Mohamed Yatim : Le recrutement des travailleuses saisonnières marocaines pour la cueillette des fraises et autres travaux agricoles saisonniers s’effectue dans le strict respect des dispositions de l’accord bilatéral de main-d’œuvre conclu entre le Maroc et l’Espagne le 25 juillet 2001.
Les dispositions de cet accord garantissent aux travailleurs marocains les mêmes droits et avantages accordés par la législation espagnole en vigueur (conditions de travail, durée, salaires, assurance et protection sociale). D’autant plus que le secteur de la cueillette des fraises est soumis aux dispositions de la convention collective signée entre le gouvernement espagnol et les professionnels de ce secteur, selon laquelle les travailleurs étrangers jouissent des mêmes droits et obligations que leurs homologues espagnols.

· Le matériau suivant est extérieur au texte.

//! # heleus-cli — Command-Line Sync Client
//!
//! Provides the `heleus` command:
//!
//! ```bash
//! heleus config server repo.internal 5000
//! heleus config show
//! heleus push build/calc.apk --message "nightly" --tag 1.4.0
//! heleus pull calc            # latest calc into ./calc/calc.apk
//! heleus pull calc r1         # calc as frozen in r1
//! heleus pull                 # every app at latest, extracted into .
//! heleus pull --all r1        # every app as frozen in r1
//! heleus freeze r1
//! heleus list versions|apps|all
//! ```
//!
//! Argument parsing lives in `main.rs`; each module here owns one
//! subcommand's arguments and handler. Remote commands check that the
//! server answers before doing anything else.

pub mod config;
pub mod freeze;
pub mod list;
pub mod output;
pub mod progress;
pub mod pull;
pub mod push;

use anyhow::{Context, Result};
use heleus_client::{ConfigStore, HeleusClient};

/// Build a client from the stored configuration and make sure the server
/// is reachable.
pub async fn connect(store: &ConfigStore) -> Result<HeleusClient> {
    let config = store.load()?;
    let client = HeleusClient::from_config(&config)?;
    let status = client
        .status()
        .await
        .with_context(|| format!("cannot connect to Heleus server at {}", client.base_url()))?;
    tracing::debug!(
        server = %client.base_url(),
        server_version = %status.version,
        apps = status.apps,
        "server reachable"
    );
    Ok(client)
}
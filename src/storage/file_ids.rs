use std::collections::HashMap;
use std::path::{Path, PathBuf};

use parking_lot::RwLock;
use serde::{Deserialize, Serialize};

use crate::core::{FileHandle, InputId};
use crate::error::StorageError;
use crate::storage::checked_file::{read_checked, write_atomic};

const IDS_MAGIC: u32 = 0x4449_4631; // "1FID"
const IDS_VERSION: u32 = 1;

#[derive(Serialize, Deserialize, Default)]
struct RegistryData {
    next_id: InputId,
    entries: Vec<(InputId, PathBuf)>,
}

#[derive(Default)]
struct Tables {
    by_path: HashMap<PathBuf, InputId>,
    by_id: HashMap<InputId, PathBuf>,
    next_id: InputId,
    dirty: bool,
}

/// 路径 ↔ InputId 注册表。
///
/// - id 从 1 开始单调分配，永不复用（索引里可能仍残留旧 id 的数据）
/// - rename 保留 id，只改路径
/// - 持久化为单个原子替换文件；flush 时才写盘
pub struct FileIdRegistry {
    path: PathBuf,
    tables: RwLock<Tables>,
    reset: bool,
}

impl FileIdRegistry {
    /// 打开注册表。文件损坏时从空表开始，并通过 `was_reset` 告知调用方：
    /// 此时已有索引中的 id 已经失去意义。
    pub fn open(path: impl Into<PathBuf>) -> Self {
        let path = path.into();
        let (data, reset) = match read_checked(&path, IDS_MAGIC, IDS_VERSION) {
            Ok(Some(body)) => match bincode::deserialize::<RegistryData>(&body) {
                Ok(data) => (data, false),
                Err(e) => {
                    tracing::warn!("File id registry {:?} undecodable: {}, starting empty", path, e);
                    (RegistryData::default(), true)
                }
            },
            Ok(None) => (RegistryData::default(), false),
            Err(e) => {
                tracing::warn!("File id registry {:?} unreadable: {}, starting empty", path, e);
                (RegistryData::default(), true)
            }
        };

        let mut tables = Tables {
            next_id: data.next_id.max(1),
            ..Default::default()
        };
        for (id, p) in data.entries {
            tables.next_id = tables.next_id.max(id.saturating_add(1));
            tables.by_path.insert(p.clone(), id);
            tables.by_id.insert(id, p);
        }
        tracing::debug!("File id registry {:?}: {} entries", path, tables.by_id.len());

        Self {
            path,
            tables: RwLock::new(tables),
            reset,
        }
    }

    pub fn was_reset(&self) -> bool {
        self.reset
    }

    /// 取得（必要时分配）路径对应的 id
    pub fn id_for(&self, path: &Path) -> InputId {
        if let Some(id) = self.tables.read().by_path.get(path) {
            return *id;
        }
        let mut t = self.tables.write();
        if let Some(id) = t.by_path.get(path) {
            return *id;
        }
        let id = t.next_id;
        t.next_id += 1;
        t.by_path.insert(path.to_path_buf(), id);
        t.by_id.insert(id, path.to_path_buf());
        t.dirty = true;
        id
    }

    pub fn handle_for(&self, path: &Path) -> FileHandle {
        FileHandle::new(self.id_for(path), path)
    }

    pub fn lookup(&self, path: &Path) -> Option<InputId> {
        self.tables.read().by_path.get(path).copied()
    }

    pub fn path_of(&self, id: InputId) -> Option<PathBuf> {
        self.tables.read().by_id.get(&id).cloned()
    }

    pub fn handle(&self, id: InputId) -> Option<FileHandle> {
        self.path_of(id).map(|p| FileHandle::new(id, p))
    }

    /// 文件移动：id 跟随文件。目标路径若已有旧 id，旧 id 失去路径（成为孤儿）。
    pub fn rename(&self, from: &Path, to: &Path) -> Option<InputId> {
        let mut t = self.tables.write();
        let id = t.by_path.remove(from)?;
        if let Some(displaced) = t.by_path.insert(to.to_path_buf(), id) {
            t.by_id.remove(&displaced);
        }
        t.by_id.insert(id, to.to_path_buf());
        t.dirty = true;
        Some(id)
    }

    /// `dir` 之下（含自身）所有已知文件
    pub fn ids_under(&self, dir: &Path) -> Vec<FileHandle> {
        let t = self.tables.read();
        let mut out: Vec<FileHandle> = t
            .by_path
            .iter()
            .filter(|(p, _)| p.starts_with(dir))
            .map(|(p, id)| FileHandle::new(*id, p.clone()))
            .collect();
        out.sort_by_key(|h| h.id);
        out
    }

    pub fn len(&self) -> usize {
        self.tables.read().by_id.len()
    }

    pub fn is_empty(&self) -> bool {
        self.len() == 0
    }

    pub fn flush(&self) -> Result<(), StorageError> {
        let mut t = self.tables.write();
        if !t.dirty {
            return Ok(());
        }
        let mut entries: Vec<(InputId, PathBuf)> =
            t.by_id.iter().map(|(id, p)| (*id, p.clone())).collect();
        entries.sort_by_key(|(id, _)| *id);
        let data = RegistryData {
            next_id: t.next_id,
            entries,
        };
        let body = bincode::serialize(&data)?;
        write_atomic(&self.path, IDS_MAGIC, IDS_VERSION, &body)?;
        t.dirty = false;
        Ok(())
    }
}
use std::collections::HashSet;
use std::sync::Arc;

use parking_lot::RwLock;

use crate::core::{ContentSnapshot, IndexKey, IndexValue, InputId};
use crate::error::StorageError;
use crate::storage::{IndexStorage, StorageStats, ValueContainer};

/// 抽取函数：内容快照 → (Key, Value) 对
pub type Indexer<K, V> = Arc<dyn Fn(&ContentSnapshot) -> Vec<(K, V)> + Send + Sync>;

/// diff 更新契约。
///
/// `update(id, new, old)`：令 O = 抽取(old)，N = 抽取(new)（缺失一侧为空集），
/// 只执行 O\N 的 remove 与 N\O 的 add，O∩N 不动。对同一输入重复调用是幂等的。
pub trait UpdatableIndex<K, V>: Send + Sync {
    fn update(
        &self,
        input_id: InputId,
        new_content: Option<&ContentSnapshot>,
        old_content: Option<&ContentSnapshot>,
    ) -> Result<(), StorageError>;

    fn data(&self, key: &K) -> Result<ValueContainer<V>, StorageError>;

    fn keys(&self) -> Result<Vec<K>, StorageError>;

    fn clear(&self) -> Result<(), StorageError>;

    fn flush(&self) -> Result<(), StorageError>;

    fn close(&self) -> Result<(), StorageError>;

    fn stats(&self) -> StorageStats;
}

/// 基于 `IndexStorage` 的 map-reduce 索引。
///
/// 读写锁把 “一次 update 的全部 add/remove” 与读者串行化：
/// 读者看不到半个文件的更新。
pub struct MapReduceIndex<K, V> {
    indexer: Indexer<K, V>,
    storage: Box<dyn IndexStorage<K, V>>,
    lock: RwLock<()>,
}

impl<K: IndexKey, V: IndexValue> MapReduceIndex<K, V> {
    pub fn new(indexer: Indexer<K, V>, storage: Box<dyn IndexStorage<K, V>>) -> Self {
        Self {
            indexer,
            storage,
            lock: RwLock::new(()),
        }
    }

    fn extract(&self, content: Option<&ContentSnapshot>) -> HashSet<(K, V)> {
        match content {
            Some(c) => (self.indexer)(c).into_iter().collect(),
            None => HashSet::new(),
        }
    }
}

impl<K: IndexKey, V: IndexValue> UpdatableIndex<K, V> for MapReduceIndex<K, V> {
    fn update(
        &self,
        input_id: InputId,
        new_content: Option<&ContentSnapshot>,
        old_content: Option<&ContentSnapshot>,
    ) -> Result<(), StorageError> {
        // 抽取在锁外完成
        let old = self.extract(old_content);
        let new = self.extract(new_content);

        let _guard = self.lock.write();
        for (key, value) in old.difference(&new) {
            self.storage.remove_value(key, input_id, value)?;
        }
        for (key, value) in new.difference(&old) {
            self.storage.add_value(key, input_id, value.clone())?;
        }
        Ok(())
    }

    fn data(&self, key: &K) -> Result<ValueContainer<V>, StorageError> {
        let _guard = self.lock.read();
        self.storage.read(key)
    }

    fn keys(&self) -> Result<Vec<K>, StorageError> {
        let _guard = self.lock.read();
        self.storage.keys()
    }

    fn clear(&self) -> Result<(), StorageError> {
        let _guard = self.lock.write();
        self.storage.clear()
    }

    fn flush(&self) -> Result<(), StorageError> {
        let _guard = self.lock.write();
        self.storage.flush()
    }

    fn close(&self) -> Result<(), StorageError> {
        let _guard = self.lock.write();
        self.storage.close()
    }

    fn stats(&self) -> StorageStats {
        self.storage.stats()
    }
}

#[cfg(test)]
mod tests {
    use super::*;
    use crate::storage::MapIndexStorage;
    use std::path::PathBuf;

    fn unique_tmp_dir(tag: &str) -> PathBuf {
        let nanos = std::time::SystemTime::now()
            .duration_since(std::time::UNIX_EPOCH)
            .unwrap()
            .as_nanos();
        std::env::temp_dir().join(format!("fb-index-mr-{}-{}", tag, nanos))
    }

    /// 每行 `key=value`
    fn line_index(tag: &str) -> MapReduceIndex<String, String> {
        let (storage, _) =
            MapIndexStorage::<String, String>::open(unique_tmp_dir(tag).join("lines.idx"), 16)
                .unwrap();
        let indexer: Indexer<String, String> = Arc::new(|c: &ContentSnapshot| {
            c.text
                .lines()
                .filter_map(|l| l.split_once('='))
                .map(|(k, v)| (k.trim().to_string(), v.trim().to_string()))
                .collect()
        });
        MapReduceIndex::new(indexer, Box::new(storage))
    }

    fn ids(index: &MapReduceIndex<String, String>, key: &str, value: &str) -> Vec<InputId> {
        index
            .data(&key.to_string())
            .unwrap()
            .input_ids_vec(&value.to_string())
    }

    #[test]
    fn diff_touches_only_changed_pairs() {
        let index = line_index("diff");
        let old = ContentSnapshot::new(7, "/p/f", "k1=v1\nk2=v2");
        let new = ContentSnapshot::new(7, "/p/f", "k2=v2\nk3=v3");

        // 另一个文件共享 k2=v2：更新 7 不能影响它
        index
            .update(8, Some(&ContentSnapshot::new(8, "/p/g", "k2=v2")), None)
            .unwrap();
        index.update(7, Some(&old), None).unwrap();
        assert_eq!(ids(&index, "k1", "v1"), vec![7]);

        index.update(7, Some(&new), Some(&old)).unwrap();
        assert!(index.data(&"k1".to_string()).unwrap().is_empty());
        assert_eq!(ids(&index, "k2", "v2"), vec![7, 8]);
        assert_eq!(ids(&index, "k3", "v3"), vec![7]);
        assert_eq!(index.keys().unwrap(), vec!["k2".to_string(), "k3".to_string()]);
    }

    #[test]
    fn repeated_update_is_idempotent() {
        let index = line_index("idem");
        let old = ContentSnapshot::new(3, "/p/f", "a=1");
        let new = ContentSnapshot::new(3, "/p/f", "a=2\nb=1");

        index.update(3, Some(&old), None).unwrap();
        index.update(3, Some(&new), Some(&old)).unwrap();
        index.update(3, Some(&new), Some(&old)).unwrap();

        let a = index.data(&"a".to_string()).unwrap();
        assert_eq!(a.to_value_list(), vec!["2".to_string()]);
        assert_eq!(ids(&index, "b", "1"), vec![3]);
    }

    #[test]
    fn removal_with_absent_new_content() {
        let index = line_index("remove");
        let c = ContentSnapshot::new(4, "/p/f", "x=y");
        index.update(4, Some(&c), None).unwrap();
        index.update(4, None, Some(&c)).unwrap();
        index.flush().unwrap();
        assert!(index.keys().unwrap().is_empty());
        assert_eq!(index.stats().stored_keys, 0);
    }
}
use std::sync::Arc;

use crate::core::{InputId, Project};
use crate::storage::FileIdRegistry;

/// 项目过滤协作者：某个文件是否在项目的 content roots 之内
pub trait ContentRootMembership: Send + Sync {
    fn contains(&self, input_id: InputId, project: &Project) -> bool;
}

/// 默认实现：id → 当前路径 → `starts_with(root)`。
/// 未知 id（孤儿）不属于任何项目。
pub struct PathContentRoots {
    registry: Arc<FileIdRegistry>,
}

impl PathContentRoots {
    pub fn new(registry: Arc<FileIdRegistry>) -> Self {
        Self { registry }
    }
}

impl ContentRootMembership for PathContentRoots {
    fn contains(&self, input_id: InputId, project: &Project) -> bool {
        self.registry
            .path_of(input_id)
            .is_some_and(|p| project.contains_path(&p))
    }
}

#[cfg(test)]
mod tests {
    use super::*;
    use std::path::{Path, PathBuf};

    #[test]
    fn membership_follows_registered_path() {
        let nanos = std::time::SystemTime::now()
            .duration_since(std::time::UNIX_EPOCH)
            .unwrap()
            .as_nanos();
        let dir = std::env::temp_dir().join(format!("fb-index-member-{}", nanos));
        let registry = Arc::new(FileIdRegistry::open(dir.join("file_ids.bin")));
        let inside = registry.id_for(Path::new("/work/p1/src/a.rs"));
        let outside = registry.id_for(Path::new("/work/p2/b.rs"));

        let roots = PathContentRoots::new(registry.clone());
        let p1 = Project::new("p1", vec![PathBuf::from("/work/p1")]);
        assert!(roots.contains(inside, &p1));
        assert!(!roots.contains(outside, &p1));
        assert!(!roots.contains(999, &p1));

        registry.rename(Path::new("/work/p2/b.rs"), Path::new("/work/p1/b.rs"));
        assert!(roots.contains(outside, &p1));
    }
}
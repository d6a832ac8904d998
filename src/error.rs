use std::path::PathBuf;

/// 存储层错误（PersistentMap / IndexStorage / stamp / id 注册表）
#[derive(Debug, thiserror::Error)]
pub enum StorageError {
    /// 打开失败（缺失 / 损坏）。IndexStorage 会删除文件重试一次，再失败则该索引不可用。
    #[error("cannot open storage {path:?}: {reason}")]
    Open { path: PathBuf, reason: String },

    #[error("storage I/O failure: {0}")]
    Io(#[from] std::io::Error),

    #[error("malformed data in {path:?}: {detail}")]
    Corrupt { path: PathBuf, detail: String },

    #[error("codec failure: {0}")]
    Codec(#[from] bincode::Error),

    #[error("storage {0:?} is closed")]
    Closed(PathBuf),
}

impl StorageError {
    pub(crate) fn corrupt(path: impl Into<PathBuf>, detail: impl Into<String>) -> Self {
        StorageError::Corrupt {
            path: path.into(),
            detail: detail.into(),
        }
    }
}

/// 编排层错误（FileBasedIndex）
#[derive(Debug, thiserror::Error)]
pub enum IndexError {
    #[error("unknown index `{0}`")]
    UnknownIndex(String),

    #[error("index `{0}` is registered with different key/value types")]
    TypeMismatch(String),

    #[error("index `{0}` is unavailable: its storage could not be opened")]
    Unavailable(String),

    #[error("index `{0}` registered twice")]
    Duplicate(String),

    #[error("unknown project `{0}`")]
    UnknownProject(String),

    #[error("cannot decode key for index `{index}`: {reason}")]
    BadKey { index: String, reason: String },

    #[error("engine is closed")]
    Closed,

    #[error(transparent)]
    Storage(#[from] StorageError),

    #[error("index root I/O failure: {0}")]
    Io(#[from] std::io::Error),
}
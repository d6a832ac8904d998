pub mod event;
pub mod extension;
pub mod file;
pub mod project;

pub use event::*;
pub use extension::*;
pub use file::*;
pub use project::*;
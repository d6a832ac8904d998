use std::io::Write;
use std::path::Path;

use xxhash_rust::xxh3::xxh3_64;

use crate::error::StorageError;

const HEADER_SIZE: usize = 4 + 4 + 4 + 4; // magic + version + body_len + checksum

/// 带 header 的整文件原子替换。
///
/// 落盘流程：
/// 1) 写 `<path>.tmp`：header（magic/version/len/checksum）+ body
/// 2) fsync(tmpfile)
/// 3) rename(tmp, target)
/// 4) fsync(dir)
///
/// 任何一步之前崩溃，target 都保持旧内容。
pub fn write_atomic(path: &Path, magic: u32, version: u32, body: &[u8]) -> Result<(), StorageError> {
    if let Some(parent) = path.parent() {
        std::fs::create_dir_all(parent)?;
    }
    let body_len =
        u32::try_from(body.len()).map_err(|_| StorageError::corrupt(path, "body exceeds 4GiB"))?;

    let mut tmp_name = path.as_os_str().to_owned();
    tmp_name.push(".tmp");
    let tmp_path = std::path::PathBuf::from(tmp_name);

    let mut file = std::fs::File::create(&tmp_path)?;
    let mut header = [0u8; HEADER_SIZE];
    header[0..4].copy_from_slice(&magic.to_le_bytes());
    header[4..8].copy_from_slice(&version.to_le_bytes());
    header[8..12].copy_from_slice(&body_len.to_le_bytes());
    header[12..16].copy_from_slice(&(xxh3_64(body) as u32).to_le_bytes());
    file.write_all(&header)?;
    file.write_all(body)?;
    file.sync_all()?;
    drop(file);

    std::fs::rename(&tmp_path, path)?;
    if let Some(parent) = path.parent() {
        if let Ok(dir) = std::fs::File::open(parent) {
            let _ = dir.sync_all();
        }
    }
    Ok(())
}

/// 读取并校验。文件不存在返回 `Ok(None)`；header / 长度 / checksum 不一致返回 `Corrupt`。
pub fn read_checked(path: &Path, magic: u32, version: u32) -> Result<Option<Vec<u8>>, StorageError> {
    let data = match std::fs::read(path) {
        Ok(d) => d,
        Err(e) if e.kind() == std::io::ErrorKind::NotFound => return Ok(None),
        Err(e) => return Err(e.into()),
    };
    if data.len() < HEADER_SIZE {
        return Err(StorageError::corrupt(path, "file shorter than header"));
    }

    let word = |i: usize| u32::from_le_bytes([data[i], data[i + 1], data[i + 2], data[i + 3]]);
    let found_magic = word(0);
    let found_version = word(4);
    let body_len = word(8) as usize;
    let checksum = word(12);

    if found_magic != magic {
        return Err(StorageError::corrupt(
            path,
            format!("magic mismatch: {:#x} != {:#x}", found_magic, magic),
        ));
    }
    if found_version != version {
        return Err(StorageError::corrupt(
            path,
            format!("version mismatch: {} != {}", found_version, version),
        ));
    }
    let body = &data[HEADER_SIZE..];
    if body.len() != body_len {
        return Err(StorageError::corrupt(path, "body length mismatch"));
    }
    if xxh3_64(body) as u32 != checksum {
        return Err(StorageError::corrupt(path, "checksum mismatch"));
    }
    Ok(Some(body.to_vec()))
}

pub fn remove_if_exists(path: &Path) -> Result<(), StorageError> {
    match std::fs::remove_file(path) {
        Ok(()) => Ok(()),
        Err(e) if e.kind() == std::io::ErrorKind::NotFound => Ok(()),
        Err(e) => Err(e.into()),
    }
}
use std::path::{Path, PathBuf};
use std::sync::Arc;

/// 文件标识：由 `FileIdRegistry` 分配，文件生命周期内稳定（move 不改变 id）。
pub type InputId = u32;

/// 文件句柄：id + 当前路径。
#[derive(Clone, Debug, PartialEq, Eq, Hash)]
pub struct FileHandle {
    pub id: InputId,
    pub path: PathBuf,
}

impl FileHandle {
    pub fn new(id: InputId, path: impl Into<PathBuf>) -> Self {
        Self {
            id,
            path: path.into(),
        }
    }

    /// 文件当前是否存在（after_change 用它区分 “删除” 与 “修改”）
    pub fn is_valid(&self) -> bool {
        self.path.is_file()
    }

    pub fn file_name(&self) -> Option<&str> {
        self.path.file_name().and_then(|n| n.to_str())
    }

    /// 读取文本内容。非 UTF-8 字节按 lossy 解码。
    pub fn load_text(&self) -> std::io::Result<String> {
        let bytes = std::fs::read(&self.path)?;
        Ok(match String::from_utf8(bytes) {
            Ok(s) => s,
            Err(e) => String::from_utf8_lossy(e.as_bytes()).into_owned(),
        })
    }
}

/// 文件在某一时刻的内容快照；diff 的输入。
///
/// `text` 用 `Arc<str>` 共享：一次事件里新内容只加载一次，所有索引复用。
#[derive(Clone, Debug, PartialEq, Eq)]
pub struct ContentSnapshot {
    pub input_id: InputId,
    pub path: Arc<Path>,
    pub text: Arc<str>,
}

impl ContentSnapshot {
    pub fn new(input_id: InputId, path: impl AsRef<Path>, text: impl Into<Arc<str>>) -> Self {
        Self {
            input_id,
            path: Arc::from(path.as_ref()),
            text: text.into(),
        }
    }

    /// 空文本快照：供 `depends_on_content() == false` 的索引使用
    pub fn without_text(file: &FileHandle) -> Self {
        Self::new(file.id, &file.path, "")
    }

    /// 加载失败按空内容处理（ContentLoadError 永远不致命）
    pub fn load(file: &FileHandle) -> Self {
        match file.load_text() {
            Ok(text) => Self::new(file.id, &file.path, text),
            Err(e) => {
                tracing::warn!("Failed to load content of {:?}, indexing as empty: {}", file.path, e);
                Self::without_text(file)
            }
        }
    }

    pub fn file_name(&self) -> Option<&str> {
        self.path.file_name().and_then(|n| n.to_str())
    }
}
use std::path::{Path, PathBuf};
use std::sync::Arc;

use parking_lot::Mutex;

use crate::core::InputId;
use crate::error::StorageError;
use crate::storage::persistent_map::PersistentMap;

/// 内容阁楼：记录每个文件 “最近一次被索引时” 的文本。
///
/// 文件系统事件到达时磁盘上已经是新内容；旧内容从这里取出，
/// 作为 `before_change_with_content` 的输入，否则 diff 删不掉旧的 (Key, Value)。
pub struct ContentAttic {
    path: PathBuf,
    map: Mutex<Option<PersistentMap>>,
}

impl ContentAttic {
    pub fn open(path: impl Into<PathBuf>) -> Result<Self, StorageError> {
        let path = path.into();
        let map = match PersistentMap::open(&path) {
            Ok(m) => m,
            Err(e) => {
                tracing::warn!("Content attic {:?} unusable ({}), recreating", path, e);
                crate::storage::checked_file::remove_if_exists(&path)?;
                PersistentMap::open(&path)?
            }
        };
        Ok(Self {
            path,
            map: Mutex::new(Some(map)),
        })
    }

    pub fn path(&self) -> &Path {
        &self.path
    }

    pub fn get(&self, id: InputId) -> Result<Option<Arc<str>>, StorageError> {
        let guard = self.map.lock();
        let map = guard.as_ref().ok_or_else(|| StorageError::Closed(self.path.clone()))?;
        Ok(map
            .get(&id.to_le_bytes())?
            .map(|bytes| Arc::from(String::from_utf8_lossy(&bytes).as_ref())))
    }

    pub fn put(&self, id: InputId, text: &str) -> Result<(), StorageError> {
        let mut guard = self.map.lock();
        let map = guard.as_mut().ok_or_else(|| StorageError::Closed(self.path.clone()))?;
        map.put(&id.to_le_bytes(), text.as_bytes())
    }

    pub fn remove(&self, id: InputId) -> Result<(), StorageError> {
        let mut guard = self.map.lock();
        let map = guard.as_mut().ok_or_else(|| StorageError::Closed(self.path.clone()))?;
        map.remove(&id.to_le_bytes()).map(|_| ())
    }

    pub fn len(&self) -> usize {
        self.map.lock().as_ref().map_or(0, |m| m.len())
    }

    pub fn is_empty(&self) -> bool {
        self.len() == 0
    }

    pub fn clear(&self) -> Result<(), StorageError> {
        let mut guard = self.map.lock();
        let map = guard.as_mut().ok_or_else(|| StorageError::Closed(self.path.clone()))?;
        map.clear()
    }

    pub fn flush(&self) -> Result<(), StorageError> {
        let mut guard = self.map.lock();
        let Some(map) = guard.as_mut() else {
            return Ok(());
        };
        map.compact_if_worthwhile()?;
        map.flush()
    }

    pub fn close(&self) -> Result<(), StorageError> {
        match self.map.lock().take() {
            Some(map) => map.close(),
            None => Ok(()),
        }
    }
}

#[cfg(test)]
mod tests {
    use super::*;

    fn unique_tmp_dir(tag: &str) -> PathBuf {
        let nanos = std::time::SystemTime::now()
            .duration_since(std::time::UNIX_EPOCH)
            .unwrap()
            .as_nanos();
        std::env::temp_dir().join(format!("fb-index-attic-{}-{}", tag, nanos))
    }

    #[test]
    fn stores_latest_text_per_file() {
        let dir = unique_tmp_dir("latest");
        std::fs::create_dir_all(&dir).unwrap();
        let attic = ContentAttic::open(dir.join("attic.dat")).unwrap();
        attic.put(1, "old").unwrap();
        attic.put(1, "new").unwrap();
        attic.put(2, "other").unwrap();
        attic.remove(2).unwrap();
        attic.close().unwrap();

        let attic = ContentAttic::open(dir.join("attic.dat")).unwrap();
        assert_eq!(attic.get(1).unwrap().as_deref(), Some("new"));
        assert!(attic.get(2).unwrap().is_none());
        assert_eq!(attic.len(), 1);
    }

    #[test]
    fn closed_attic_rejects_access() {
        let dir = unique_tmp_dir("closed");
        std::fs::create_dir_all(&dir).unwrap();
        let attic = ContentAttic::open(dir.join("attic.dat")).unwrap();
        attic.close().unwrap();
        attic.close().unwrap();
        assert!(matches!(attic.put(1, "x"), Err(StorageError::Closed(_))));
        attic.flush().unwrap();
    }
}
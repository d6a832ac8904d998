use serde::{Deserialize, Serialize};
use std::path::PathBuf;

/// 文件系统事件类型
#[derive(Clone, Debug, PartialEq, Eq, Hash, Serialize, Deserialize)]
pub enum EventType {
    Create,
    Delete,
    Modify,
    Rename { from: PathBuf },
}

/// 一条待应用的文件变更（事件管道 → FileBasedIndex）
#[derive(Clone, Debug, PartialEq, Eq, Hash, Serialize, Deserialize)]
pub struct FileEvent {
    pub event_type: EventType,
    pub path: PathBuf,
}

impl FileEvent {
    pub fn new(event_type: EventType, path: impl Into<PathBuf>) -> Self {
        Self {
            event_type,
            path: path.into(),
        }
    }

    /// 把 notify 事件展开为 FileEvent 列表。
    ///
    /// rename 只有在 notify 同时给出 from/to 两条路径时才识别为 `Rename`；
    /// 单边 rename 退化为 Delete / Create。
    pub fn from_notify(event: notify::Event) -> Vec<FileEvent> {
        use notify::event::{EventKind, ModifyKind, RenameMode};

        match event.kind {
            EventKind::Modify(ModifyKind::Name(RenameMode::Both)) if event.paths.len() == 2 => {
                let mut paths = event.paths.into_iter();
                match (paths.next(), paths.next()) {
                    (Some(from), Some(to)) => {
                        vec![FileEvent::new(EventType::Rename { from }, to)]
                    }
                    _ => Vec::new(),
                }
            }
            EventKind::Modify(ModifyKind::Name(RenameMode::From)) => event
                .paths
                .into_iter()
                .map(|p| FileEvent::new(EventType::Delete, p))
                .collect(),
            EventKind::Modify(ModifyKind::Name(RenameMode::To)) => event
                .paths
                .into_iter()
                .map(|p| FileEvent::new(EventType::Create, p))
                .collect(),
            EventKind::Access(_) | EventKind::Other => Vec::new(),
            kind => {
                let event_type = EventType::from(kind);
                event
                    .paths
                    .into_iter()
                    .map(|p| FileEvent::new(event_type.clone(), p))
                    .collect()
            }
        }
    }
}

impl From<notify::event::EventKind> for EventType {
    fn from(kind: notify::event::EventKind) -> Self {
        use notify::event::*;
        match kind {
            EventKind::Create(_) => EventType::Create,
            EventKind::Remove(_) => EventType::Delete,
            EventKind::Modify(_) => EventType::Modify,
            _ => EventType::Modify,
        }
    }
}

En plus de toutes ces garanties légales, le ministère du Travail et de l’Insertion professionnelle et l’Anapec accordent une importance particulière à la main d’œuvre saisonnière en Espagne. Le dispositif de suivi et d’évaluation veille notamment à organiser des rencontres périodiques entre l'Agence nationale de promotion de l’emploi et des compétences (Anapec) et le Conseiller de l’emploi et de la sécurité sociale près l'ambassade d'Espagne à Rabat, pour préparer les opérations au début de la campagne agricole et les évaluer à la fin de ladite campagne.
Il consiste aussi à tenir des réunions périodiques au Maroc, ou en Espagne, entre l’Anapec et les représentants des associations agricoles afin d'améliorer les performances et renforcer les points forts et éviter les faiblesses en matière de gestion des flux des travailleurs.
Il s’agit également de répondre aux plaintes émanant des travailleuses, et les transmettre à l'Ambassade d'Espagne à Rabat, qui les transmet à son tour aux autorités compétentes en Espagne (services de l'inspection du travail ou services de la sûreté en Espagne) en vue de fournir des réponses.
Il s’agit enfin de sensibiliser la partie espagnole quant à l’accompagnement des travailleuses saisonnières pour faciliter leur intégration dans les domaines sociaux et professionnels.
Il y a lieu de noter que parmi les priorités des deux parties, marocaine et espagnole, figurent le développement des structures d'accueil et l’amélioration des conditions de travail et des moyens de subsistance des travailleuses marocaines.
F.N.H. : Ce recrutement s’inscrit dans le cadre de l’accord bilatéral signé entre les deux pays depuis plus de 17 ans. N’est-il pas temps de revoir les termes dudit accord ?
M. Y. : L’Espagne et le Maroc entretiennent des rapports migratoires particuliers, formalisés par un accord administratif sur les travailleurs marocains saisonniers en Espagne en septembre 1999, qui vise une gestion des flux migratoires selon une approche différente de celle de la politique restrictive des contrôles serrés de ces flux, et constitue un moyen de décourager l’émigration clandestine.
Cet accord a été élargi en juillet 2001 aux flux des travailleurs marocains permanents. Il prévoit notamment une procédure de communication de l’offre d’emploi, une évaluation des qualités professionnelles requises, ainsi que des dispositions sur les droits et conditions des travailleurs marocains dans les domaines de la protection sociale et de l’emploi.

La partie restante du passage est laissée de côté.